#### Work to complete:
Among the records below, which lines contain the string "Instant"? Report them.

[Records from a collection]
##########

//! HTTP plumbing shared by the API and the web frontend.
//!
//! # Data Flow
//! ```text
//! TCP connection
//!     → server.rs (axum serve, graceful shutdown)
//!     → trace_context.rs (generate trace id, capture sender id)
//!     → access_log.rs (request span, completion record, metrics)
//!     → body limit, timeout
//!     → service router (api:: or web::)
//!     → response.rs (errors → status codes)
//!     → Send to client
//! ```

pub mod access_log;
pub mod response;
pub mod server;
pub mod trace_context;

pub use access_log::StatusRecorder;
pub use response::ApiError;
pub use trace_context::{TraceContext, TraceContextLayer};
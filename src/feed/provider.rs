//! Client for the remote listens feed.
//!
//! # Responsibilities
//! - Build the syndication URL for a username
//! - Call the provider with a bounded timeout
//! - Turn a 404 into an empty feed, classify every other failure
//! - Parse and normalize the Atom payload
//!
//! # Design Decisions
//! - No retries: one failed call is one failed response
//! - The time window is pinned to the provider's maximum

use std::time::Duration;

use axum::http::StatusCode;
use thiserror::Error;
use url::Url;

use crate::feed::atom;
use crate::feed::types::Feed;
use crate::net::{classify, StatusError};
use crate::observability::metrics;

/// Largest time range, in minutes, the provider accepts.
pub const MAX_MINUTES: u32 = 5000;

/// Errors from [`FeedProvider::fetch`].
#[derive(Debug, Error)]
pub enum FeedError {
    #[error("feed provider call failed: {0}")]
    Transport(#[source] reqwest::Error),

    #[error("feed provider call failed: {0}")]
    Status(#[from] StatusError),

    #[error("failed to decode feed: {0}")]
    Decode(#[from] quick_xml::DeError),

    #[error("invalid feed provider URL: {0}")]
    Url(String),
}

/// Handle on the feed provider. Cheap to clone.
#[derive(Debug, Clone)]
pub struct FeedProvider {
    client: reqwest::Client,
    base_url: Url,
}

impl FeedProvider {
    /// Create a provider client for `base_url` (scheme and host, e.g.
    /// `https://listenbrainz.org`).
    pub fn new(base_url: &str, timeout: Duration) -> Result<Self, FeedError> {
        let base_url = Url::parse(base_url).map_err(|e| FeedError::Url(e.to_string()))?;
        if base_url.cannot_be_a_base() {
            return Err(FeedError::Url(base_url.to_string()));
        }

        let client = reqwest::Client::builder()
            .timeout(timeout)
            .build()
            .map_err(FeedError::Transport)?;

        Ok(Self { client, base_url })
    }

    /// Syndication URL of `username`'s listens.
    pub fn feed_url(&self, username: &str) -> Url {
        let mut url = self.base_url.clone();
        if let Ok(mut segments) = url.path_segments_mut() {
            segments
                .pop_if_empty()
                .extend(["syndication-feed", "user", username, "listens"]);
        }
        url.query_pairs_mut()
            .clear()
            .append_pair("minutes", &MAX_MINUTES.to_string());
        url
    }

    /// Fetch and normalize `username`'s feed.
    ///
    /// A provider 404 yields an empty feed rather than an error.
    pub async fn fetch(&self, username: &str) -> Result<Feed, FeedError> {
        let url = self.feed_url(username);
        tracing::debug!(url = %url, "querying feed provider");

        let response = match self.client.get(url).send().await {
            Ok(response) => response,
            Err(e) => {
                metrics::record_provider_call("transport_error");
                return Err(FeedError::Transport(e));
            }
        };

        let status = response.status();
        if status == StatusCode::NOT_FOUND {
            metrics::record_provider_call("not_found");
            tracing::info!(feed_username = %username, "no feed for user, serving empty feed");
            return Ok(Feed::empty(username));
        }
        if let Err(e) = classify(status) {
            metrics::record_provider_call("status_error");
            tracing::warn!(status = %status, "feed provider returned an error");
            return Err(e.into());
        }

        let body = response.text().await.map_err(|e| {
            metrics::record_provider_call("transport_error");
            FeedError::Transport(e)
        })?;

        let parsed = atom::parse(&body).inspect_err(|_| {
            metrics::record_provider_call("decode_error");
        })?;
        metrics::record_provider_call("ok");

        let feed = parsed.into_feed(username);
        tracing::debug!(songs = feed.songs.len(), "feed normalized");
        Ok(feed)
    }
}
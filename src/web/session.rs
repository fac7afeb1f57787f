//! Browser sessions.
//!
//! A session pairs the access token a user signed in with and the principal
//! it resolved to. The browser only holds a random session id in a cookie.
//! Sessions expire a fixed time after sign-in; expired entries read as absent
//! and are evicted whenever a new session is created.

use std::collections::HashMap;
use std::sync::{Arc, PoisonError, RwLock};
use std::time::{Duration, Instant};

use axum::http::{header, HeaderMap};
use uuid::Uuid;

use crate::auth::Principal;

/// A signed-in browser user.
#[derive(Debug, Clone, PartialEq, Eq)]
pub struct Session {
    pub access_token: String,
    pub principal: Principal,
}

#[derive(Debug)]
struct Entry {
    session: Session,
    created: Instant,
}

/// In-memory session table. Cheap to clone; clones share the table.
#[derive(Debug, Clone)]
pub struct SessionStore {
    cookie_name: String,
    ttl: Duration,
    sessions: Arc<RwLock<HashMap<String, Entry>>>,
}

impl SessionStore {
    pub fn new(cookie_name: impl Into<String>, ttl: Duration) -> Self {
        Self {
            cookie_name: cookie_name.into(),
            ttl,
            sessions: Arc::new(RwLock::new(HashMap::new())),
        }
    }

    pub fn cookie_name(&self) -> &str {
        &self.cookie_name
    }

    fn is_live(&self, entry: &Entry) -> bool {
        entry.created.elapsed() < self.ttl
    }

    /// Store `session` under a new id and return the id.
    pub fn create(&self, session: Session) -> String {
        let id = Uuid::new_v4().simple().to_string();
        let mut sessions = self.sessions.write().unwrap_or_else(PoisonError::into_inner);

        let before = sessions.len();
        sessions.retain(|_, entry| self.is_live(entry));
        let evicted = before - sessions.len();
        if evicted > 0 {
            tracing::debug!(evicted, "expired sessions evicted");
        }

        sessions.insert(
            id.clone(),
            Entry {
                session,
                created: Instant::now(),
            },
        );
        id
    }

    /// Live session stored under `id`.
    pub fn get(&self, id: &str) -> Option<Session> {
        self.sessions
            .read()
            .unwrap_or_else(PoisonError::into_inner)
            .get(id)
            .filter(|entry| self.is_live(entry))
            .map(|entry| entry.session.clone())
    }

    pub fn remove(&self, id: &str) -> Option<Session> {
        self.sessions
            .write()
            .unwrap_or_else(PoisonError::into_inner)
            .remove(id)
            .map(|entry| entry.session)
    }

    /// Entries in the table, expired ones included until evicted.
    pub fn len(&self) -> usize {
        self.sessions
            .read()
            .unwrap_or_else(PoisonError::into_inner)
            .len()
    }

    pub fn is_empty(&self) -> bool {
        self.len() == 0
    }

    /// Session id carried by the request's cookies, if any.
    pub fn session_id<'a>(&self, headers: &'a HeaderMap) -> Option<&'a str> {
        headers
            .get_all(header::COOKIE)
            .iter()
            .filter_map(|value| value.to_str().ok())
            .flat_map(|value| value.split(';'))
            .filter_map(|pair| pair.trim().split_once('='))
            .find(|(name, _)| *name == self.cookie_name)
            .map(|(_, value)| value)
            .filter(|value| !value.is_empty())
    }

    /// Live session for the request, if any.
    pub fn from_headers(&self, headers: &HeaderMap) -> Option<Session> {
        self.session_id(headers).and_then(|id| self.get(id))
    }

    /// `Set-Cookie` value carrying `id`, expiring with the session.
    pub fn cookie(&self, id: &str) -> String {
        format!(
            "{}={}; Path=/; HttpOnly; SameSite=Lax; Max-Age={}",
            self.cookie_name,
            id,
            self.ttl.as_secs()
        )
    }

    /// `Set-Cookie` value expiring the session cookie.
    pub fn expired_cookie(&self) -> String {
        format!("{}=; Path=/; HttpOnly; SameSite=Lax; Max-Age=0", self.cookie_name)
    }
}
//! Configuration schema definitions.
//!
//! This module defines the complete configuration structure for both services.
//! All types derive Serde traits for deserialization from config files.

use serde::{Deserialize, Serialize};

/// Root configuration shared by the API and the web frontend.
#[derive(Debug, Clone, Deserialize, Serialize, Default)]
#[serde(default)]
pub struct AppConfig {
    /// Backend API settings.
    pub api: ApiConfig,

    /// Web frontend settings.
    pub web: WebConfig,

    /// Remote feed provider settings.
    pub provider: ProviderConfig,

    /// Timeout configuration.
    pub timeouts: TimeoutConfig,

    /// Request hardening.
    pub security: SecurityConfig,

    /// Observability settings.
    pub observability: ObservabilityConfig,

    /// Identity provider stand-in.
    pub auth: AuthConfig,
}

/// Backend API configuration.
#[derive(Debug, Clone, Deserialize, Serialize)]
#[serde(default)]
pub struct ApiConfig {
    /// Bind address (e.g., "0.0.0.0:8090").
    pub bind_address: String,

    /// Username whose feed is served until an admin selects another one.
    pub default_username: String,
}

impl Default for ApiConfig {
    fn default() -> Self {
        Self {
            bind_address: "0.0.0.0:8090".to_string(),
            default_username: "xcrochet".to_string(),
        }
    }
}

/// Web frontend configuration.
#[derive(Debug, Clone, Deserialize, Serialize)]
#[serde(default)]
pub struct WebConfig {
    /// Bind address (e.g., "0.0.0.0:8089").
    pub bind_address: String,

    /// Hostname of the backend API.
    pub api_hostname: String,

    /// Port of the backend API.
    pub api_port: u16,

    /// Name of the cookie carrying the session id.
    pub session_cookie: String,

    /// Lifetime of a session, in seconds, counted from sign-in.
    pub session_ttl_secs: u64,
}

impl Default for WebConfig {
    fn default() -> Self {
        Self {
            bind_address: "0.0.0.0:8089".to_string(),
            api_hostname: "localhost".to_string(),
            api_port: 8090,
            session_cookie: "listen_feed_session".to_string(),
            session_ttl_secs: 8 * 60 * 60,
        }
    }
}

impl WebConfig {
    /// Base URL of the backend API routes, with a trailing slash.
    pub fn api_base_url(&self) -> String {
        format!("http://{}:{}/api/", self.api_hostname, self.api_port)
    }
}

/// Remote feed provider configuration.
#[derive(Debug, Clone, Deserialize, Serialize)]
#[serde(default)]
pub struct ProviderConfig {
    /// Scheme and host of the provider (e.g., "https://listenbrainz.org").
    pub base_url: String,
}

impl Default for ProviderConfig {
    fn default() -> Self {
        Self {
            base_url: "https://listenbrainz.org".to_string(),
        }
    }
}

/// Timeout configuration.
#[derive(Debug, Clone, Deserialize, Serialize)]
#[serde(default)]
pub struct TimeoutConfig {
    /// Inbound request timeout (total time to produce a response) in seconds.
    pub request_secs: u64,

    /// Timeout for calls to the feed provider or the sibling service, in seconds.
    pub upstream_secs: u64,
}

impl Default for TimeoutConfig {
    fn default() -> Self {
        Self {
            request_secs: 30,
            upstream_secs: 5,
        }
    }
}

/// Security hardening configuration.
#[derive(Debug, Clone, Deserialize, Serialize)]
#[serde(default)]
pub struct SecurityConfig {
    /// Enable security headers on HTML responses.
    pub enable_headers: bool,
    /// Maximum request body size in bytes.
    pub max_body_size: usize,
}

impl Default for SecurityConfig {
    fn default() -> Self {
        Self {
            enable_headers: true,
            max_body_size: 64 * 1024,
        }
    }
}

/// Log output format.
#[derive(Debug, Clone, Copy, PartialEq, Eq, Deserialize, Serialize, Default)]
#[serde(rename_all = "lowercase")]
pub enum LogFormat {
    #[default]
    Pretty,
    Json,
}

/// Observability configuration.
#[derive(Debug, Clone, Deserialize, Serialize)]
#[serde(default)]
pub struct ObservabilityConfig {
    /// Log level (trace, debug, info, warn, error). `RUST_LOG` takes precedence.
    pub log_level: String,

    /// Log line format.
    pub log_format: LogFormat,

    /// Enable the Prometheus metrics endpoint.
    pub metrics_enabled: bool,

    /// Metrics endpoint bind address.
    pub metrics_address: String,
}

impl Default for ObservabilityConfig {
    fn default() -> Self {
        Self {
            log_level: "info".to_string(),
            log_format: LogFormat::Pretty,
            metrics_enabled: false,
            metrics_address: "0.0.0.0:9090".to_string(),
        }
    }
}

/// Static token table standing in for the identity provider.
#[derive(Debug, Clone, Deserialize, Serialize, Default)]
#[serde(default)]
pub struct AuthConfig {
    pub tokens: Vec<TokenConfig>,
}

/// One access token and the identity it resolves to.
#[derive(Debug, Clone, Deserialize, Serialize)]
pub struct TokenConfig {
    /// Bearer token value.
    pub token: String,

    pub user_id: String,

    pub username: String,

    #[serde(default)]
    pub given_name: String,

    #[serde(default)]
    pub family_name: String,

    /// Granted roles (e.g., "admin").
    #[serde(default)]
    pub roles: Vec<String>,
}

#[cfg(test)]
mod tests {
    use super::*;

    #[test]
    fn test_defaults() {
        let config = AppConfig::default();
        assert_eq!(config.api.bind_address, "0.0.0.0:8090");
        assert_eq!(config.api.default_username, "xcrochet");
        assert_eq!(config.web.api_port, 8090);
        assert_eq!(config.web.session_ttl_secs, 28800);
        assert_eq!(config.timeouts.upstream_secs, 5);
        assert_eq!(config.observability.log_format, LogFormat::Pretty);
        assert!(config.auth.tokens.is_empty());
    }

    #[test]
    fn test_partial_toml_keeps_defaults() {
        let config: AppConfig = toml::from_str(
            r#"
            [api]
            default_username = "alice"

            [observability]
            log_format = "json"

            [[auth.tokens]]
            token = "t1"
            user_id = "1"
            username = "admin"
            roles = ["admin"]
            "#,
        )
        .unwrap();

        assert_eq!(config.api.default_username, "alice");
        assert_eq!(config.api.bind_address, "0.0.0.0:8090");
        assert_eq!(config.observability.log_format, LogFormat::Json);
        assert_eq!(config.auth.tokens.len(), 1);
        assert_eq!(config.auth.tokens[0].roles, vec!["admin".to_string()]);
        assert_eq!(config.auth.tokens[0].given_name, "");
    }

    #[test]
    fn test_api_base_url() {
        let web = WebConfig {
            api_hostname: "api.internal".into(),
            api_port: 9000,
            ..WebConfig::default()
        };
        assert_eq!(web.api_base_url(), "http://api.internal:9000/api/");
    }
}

##########

#### Answer to this exercise:
use std::time::{Duration, Instant};
    created: Instant,
                created: Instant::now(),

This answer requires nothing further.